Note that the delimiter need not be _more_ ticks than the longest tick 
sequence in the body; if the body contains sequences of two ticks and 
three ticks, it can be delimited by one tick, four ticks, five ticks, 
etc.  This makes it possible to choose a minimal delimiter that doesn't 
interfere with the body.

## Design Center

The design center for this feature is _raw string literals_.  Not 
multi-line strings (though this is well handled), not interpolated 
strings (though this can be considered in the future.)  It turns off all 
inline escaping, even unicode escaping (which is usually handled by the 
lexer before the production even sees the characters.) We stay as true 
as we can to this principle: raw means raw, not 99% raw with a little 
bit of escaping.  (The single exception is normalizing of carriage 
control, the absence of which would just be too surprising.)

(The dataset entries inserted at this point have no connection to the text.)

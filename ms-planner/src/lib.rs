// Copyright 2025 Apache Doris Community
// Licensed under the Apache License, Version 2.0

//! Split planning for metastore tables
//!
//! This crate provides:
//! - The `Split` unit of scan work
//! - `FileLister`, the storage listing seam, with local and static listers
//! - `SplitGenerator`, which resolves partitions and cuts files into splits

pub mod split;
pub mod file_lister;
pub mod split_generator;

pub use file_lister::{FileEntry, FileLister, LocalFileLister, StaticFileLister};
pub use split::{splits_to_json, PartitionKey, Split};
pub use split_generator::{SplitBatch, SplitConfig, SplitGenerator, SplitSource};
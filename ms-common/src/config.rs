// Copyright 2025 Apache Doris Community
// Licensed under the Apache License, Version 2.0

//! Configuration management for the metastore layer
//!
//! Loaded once at startup and never re-read per call.

use crate::capability::CapabilityDescriptor;
use crate::constants;
use crate::error::MetastoreError;
use crate::types::SchemaCompatibility;
use serde::{Deserialize, Serialize};
use std::path::Path;

#[derive(Debug, Clone, Serialize, Deserialize)]
#[serde(default)]
pub struct Config {
    /// Catalog master address (host:port)
    pub master_address: String,

    /// Security principal presented to the catalog service
    pub security_principal: Option<String>,

    /// Major version of the Hive schema exposed by the catalog
    pub hive_version_major: u32,

    /// Narrows the backend's declared capabilities; never widens them
    pub capabilities: Option<CapabilityDescriptor>,

    /// Maximum bytes covered by one split (e.g. "64MB")
    pub max_split_size: String,

    /// Worker threads used for parallel split enumeration
    pub split_loader_concurrency: usize,

    /// Partitions loaded per metastore round trip
    pub partition_batch_size: usize,

    /// Descend into sub-directories of partition locations
    pub recursive_directories: bool,

    /// Caller-controlled retry policy for transient catalog failures
    pub retry: RetryConfig,
}

#[derive(Debug, Clone, PartialEq, Eq, Serialize, Deserialize)]
#[serde(default)]
pub struct RetryConfig {
    /// Retries after the first attempt
    pub max_attempts: usize,

    pub min_delay_ms: u64,

    pub max_delay_ms: u64,
}

impl Default for RetryConfig {
    fn default() -> Self {
        Self {
            max_attempts: constants::DEFAULT_RETRY_MAX_ATTEMPTS,
            min_delay_ms: constants::DEFAULT_RETRY_MIN_DELAY_MS,
            max_delay_ms: constants::DEFAULT_RETRY_MAX_DELAY_MS,
        }
    }
}

impl Default for Config {
    fn default() -> Self {
        Self {
            master_address: "localhost:19998".to_string(),
            security_principal: None,
            hive_version_major: 2,
            capabilities: None,
            max_split_size: constants::DEFAULT_MAX_SPLIT_SIZE.to_string(),
            split_loader_concurrency: num_cpus::get(),
            partition_batch_size: constants::DEFAULT_PARTITION_BATCH_SIZE,
            recursive_directories: false,
            retry: RetryConfig::default(),
        }
    }
}

impl Config {
    pub fn from_file(path: &Path) -> crate::Result<Self> {
        let content = std::fs::read_to_string(path)?;
        Self::from_toml_str(&content)
    }

    pub fn from_toml_str(content: &str) -> crate::Result<Self> {
        let config: Config = toml::from_str(content)
            .map_err(|e| MetastoreError::Config(e.to_string()))?;
        config.validate()?;
        Ok(config)
    }

    pub fn validate(&self) -> crate::Result<()> {
        crate::utils::split_host_port(&self.master_address)?;
        if self.hive_version_major == 0 {
            return Err(MetastoreError::Config(format!(
                "Invalid hive_version_major: {}",
                self.hive_version_major
            )));
        }
        if self.max_split_size_bytes()? == 0 {
            return Err(MetastoreError::Config("max_split_size cannot be 0".to_string()));
        }
        if self.split_loader_concurrency == 0 {
            return Err(MetastoreError::Config(
                "split_loader_concurrency cannot be 0".to_string(),
            ));
        }
        if self.partition_batch_size == 0 {
            return Err(MetastoreError::Config(
                "partition_batch_size cannot be 0".to_string(),
            ));
        }
        if self.retry.min_delay_ms > self.retry.max_delay_ms {
            return Err(MetastoreError::Config(
                "retry.min_delay_ms exceeds retry.max_delay_ms".to_string(),
            ));
        }
        Ok(())
    }

    pub fn max_split_size_bytes(&self) -> crate::Result<u64> {
        crate::utils::parse_size(&self.max_split_size).map_err(MetastoreError::Config)
    }

    pub fn compatibility(&self) -> SchemaCompatibility {
        SchemaCompatibility::from_hive_version_major(self.hive_version_major)
    }

    /// Capabilities left after applying the configured override
    pub fn effective_capabilities(&self, declared: CapabilityDescriptor) -> CapabilityDescriptor {
        match &self.capabilities {
            Some(limit) => declared.intersect(limit),
            None => declared,
        }
    }
}

#[cfg(test)]
mod tests {
    use super::*;
    use std::io::Write;

    #[test]
    fn test_default_config_is_valid() {
        let config = Config::default();
        assert!(config.validate().is_ok());
        assert_eq!(config.max_split_size_bytes().unwrap(), 64 * 1024 * 1024);
        assert_eq!(config.compatibility(), SchemaCompatibility::Modern);
    }

    #[test]
    fn test_from_toml() {
        let config = Config::from_toml_str(
            r#"
            master_address = "alluxio-master:19998"
            security_principal = "presto"
            hive_version_major = 1
            max_split_size = "32MB"

            [capabilities]
            can_insert = true

            [retry]
            max_attempts = 5
            "#,
        )
        .unwrap();

        assert_eq!(config.master_address, "alluxio-master:19998");
        assert_eq!(config.security_principal.as_deref(), Some("presto"));
        assert_eq!(config.compatibility(), SchemaCompatibility::Legacy);
        assert_eq!(config.max_split_size_bytes().unwrap(), 32 * 1024 * 1024);
        assert_eq!(config.retry.max_attempts, 5);
        assert_eq!(config.retry.min_delay_ms, constants::DEFAULT_RETRY_MIN_DELAY_MS);

        let effective = config.effective_capabilities(CapabilityDescriptor::full());
        assert!(effective.can_insert);
        assert!(!effective.can_create);
    }

    #[test]
    fn test_validation_errors() {
        let mut config = Config::default();
        config.hive_version_major = 0;
        assert!(config.validate().is_err());

        let mut config = Config::default();
        config.master_address = "no-port".to_string();
        assert!(config.validate().is_err());

        let mut config = Config::default();
        config.max_split_size = "0".to_string();
        assert!(config.validate().is_err());

        assert!(Config::from_toml_str("hive_version_major = \"two\"").is_err());
    }

    #[test]
    fn test_override_never_widens() {
        let config = Config {
            capabilities: Some(CapabilityDescriptor::full()),
            ..Config::default()
        };
        let effective = config.effective_capabilities(CapabilityDescriptor::read_only());
        assert!(effective.is_read_only());
    }

    #[test]
    fn test_from_file() {
        let mut file = tempfile::NamedTempFile::new().unwrap();
        writeln!(file, "master_address = \"127.0.0.1:19998\"").unwrap();
        writeln!(file, "hive_version_major = 3").unwrap();

        let config = Config::from_file(file.path()).unwrap();
        assert_eq!(config.master_address, "127.0.0.1:19998");
        assert_eq!(config.hive_version_major, 3);
    }
}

The primary use case addressed by raw string literals are snippets of 
code from other languages embedded in Java source files.  Here we 
interpret "languages" broadly; they could be traditional programming 
languages, specialized languages like regular expressions or SQL, or 
human languages.  We want that the Java lexing not interfere at all; 
given a suitable O(1) incantation (picking a non-conflicting delimiter), 
you can freely cut and paste the foreign string to and from Java.  Being 
able to do this is not only convenient, but it reduces errors due to 
hand-mangling the string, and enhances readability because the embedded 
snippet is free of interference from Java.

Choosing raw-ness as a design center leads to a simpler design, which is 
good, but it also is _more stable_, because it leads us away from the 
temptation to tweak the rules here and there in ways that might be 
subjectively attractive, but that further increase the complexity of the 
feature.  This design choice belies a priority choice: the high-order 
bit is _no embedding anomalies_. Users don't have to reason about 
whether they need to hand-mangle a snippet to avoid it being mangled by 
the compiler or runtime; given a suitable choice of delimiter, there's 
nothing else to think about.  (IDEs can help with the "writing code" 
part of this.)

The various additional features we might be tempted to put in (special 
processing for leading or trailing blank lines, leading white space, 
trimming to markers, etc) can instead be handled via library 
functionality.  Since raw string literals are Strings, we can further 
process them with library code -- both JDK code and user code (though 
methods on String have the advantage that they can be chained, rather 
than wrapped, which most users will prefer).  Adding new string 
manipulation features via libraries rather than through the language is 
easier, can be done by users, and is not constrained by the demands of 
consistency (you can have seven different trimming methods, each with 
their own definition of whitespace, if you like), whereas a language 
feature has to be one-size-fits-all.  Moving this complexity to the 
library where possible leads to a simpler feature and more choices for 
users.

#### A road not taken

We choose to divide the world of string literals first into raw and 
non-raw literals; from this, multi-line strings falls out for free as we 
can treat line breaks in the source file as just more raw characters.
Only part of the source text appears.